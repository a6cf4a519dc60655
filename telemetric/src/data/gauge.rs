use std::{
    fmt,
    sync::atomic::{AtomicU64, Ordering},
};

use telemetric_util::SnapshotError;

use crate::{GaugeFn, ValueProvider};

/// A gauge holding an arbitrary floating-point value.
#[derive(Debug)]
pub struct ValueGauge {
    value: AtomicU64,
}

impl ValueGauge {
    /// Creates a new `ValueGauge` starting at zero.
    pub fn new() -> Self {
        Self { value: AtomicU64::new(0f64.to_bits()) }
    }

    /// Current value of the gauge.
    pub fn get(&self) -> f64 {
        f64::from_bits(self.value.load(Ordering::Acquire))
    }

    fn apply<F: Fn(f64) -> f64>(&self, f: F) {
        let _ = self.value.fetch_update(Ordering::AcqRel, Ordering::Relaxed, |curr| {
            Some(f(f64::from_bits(curr)).to_bits())
        });
    }
}

impl Default for ValueGauge {
    fn default() -> Self {
        Self::new()
    }
}

impl GaugeFn for ValueGauge {
    fn increment(&self, value: f64) {
        self.apply(|curr| curr + value);
    }

    fn decrement(&self, value: f64) {
        self.apply(|curr| curr - value);
    }

    fn set(&self, value: f64) {
        self.value.store(value.to_bits(), Ordering::Release);
    }
}

impl ValueProvider<f64> for ValueGauge {
    fn value(&self, reset: bool) -> Result<f64, SnapshotError> {
        if reset {
            Ok(f64::from_bits(self.value.swap(0f64.to_bits(), Ordering::AcqRel)))
        } else {
            Ok(self.get())
        }
    }
}

/// A gauge whose value is computed by a function each time it is read.
///
/// Updates through the gauge handle are ignored, and resetting has no effect.
pub struct FunctionGauge<F> {
    f: F,
}

impl<F> FunctionGauge<F>
where
    F: Fn() -> f64 + Send + Sync,
{
    /// Creates a new `FunctionGauge` reading its value from `f`.
    pub fn new(f: F) -> Self {
        Self { f }
    }
}

impl<F> fmt::Debug for FunctionGauge<F> {
    fn fmt(&self, f: &mut fmt::Formatter<'_>) -> fmt::Result {
        f.debug_struct("FunctionGauge").finish_non_exhaustive()
    }
}

impl<F> GaugeFn for FunctionGauge<F>
where
    F: Fn() -> f64 + Send + Sync,
{
    fn increment(&self, _value: f64) {}

    fn decrement(&self, _value: f64) {}

    fn set(&self, _value: f64) {}
}

impl<F> ValueProvider<f64> for FunctionGauge<F>
where
    F: Fn() -> f64 + Send + Sync,
{
    fn value(&self, _reset: bool) -> Result<f64, SnapshotError> {
        Ok((self.f)())
    }
}

/// A gauge reporting the ratio of two functions.
///
/// Reads as `NaN` when the denominator is zero or either side is not finite.
pub struct RatioGauge<N, D> {
    numerator: N,
    denominator: D,
}

impl<N, D> RatioGauge<N, D>
where
    N: Fn() -> f64 + Send + Sync,
    D: Fn() -> f64 + Send + Sync,
{
    /// Creates a new `RatioGauge`.
    pub fn new(numerator: N, denominator: D) -> Self {
        Self { numerator, denominator }
    }

    /// Current ratio.
    pub fn ratio(&self) -> f64 {
        let numerator = (self.numerator)();
        let denominator = (self.denominator)();
        if denominator == 0.0 || !numerator.is_finite() || !denominator.is_finite() {
            return f64::NAN;
        }
        numerator / denominator
    }
}

impl<N, D> fmt::Debug for RatioGauge<N, D> {
    fn fmt(&self, f: &mut fmt::Formatter<'_>) -> fmt::Result {
        f.debug_struct("RatioGauge").finish_non_exhaustive()
    }
}

impl<N, D> GaugeFn for RatioGauge<N, D>
where
    N: Fn() -> f64 + Send + Sync,
    D: Fn() -> f64 + Send + Sync,
{
    fn increment(&self, _value: f64) {}

    fn decrement(&self, _value: f64) {}

    fn set(&self, _value: f64) {}
}

impl<N, D> ValueProvider<f64> for RatioGauge<N, D>
where
    N: Fn() -> f64 + Send + Sync,
    D: Fn() -> f64 + Send + Sync,
{
    fn value(&self, _reset: bool) -> Result<f64, SnapshotError> {
        Ok(self.ratio())
    }
}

#####

What is required:
If a line in the records contains the word "numerator", copy it.

Result of this exercise:
    numerator: N,
    pub fn new(numerator: N, denominator: D) -> Self {
        Self { numerator, denominator }
        let numerator = (self.numerator)();
        if denominator == 0.0 || !numerator.is_finite() || !denominator.is_finite() {
        numerator / denominator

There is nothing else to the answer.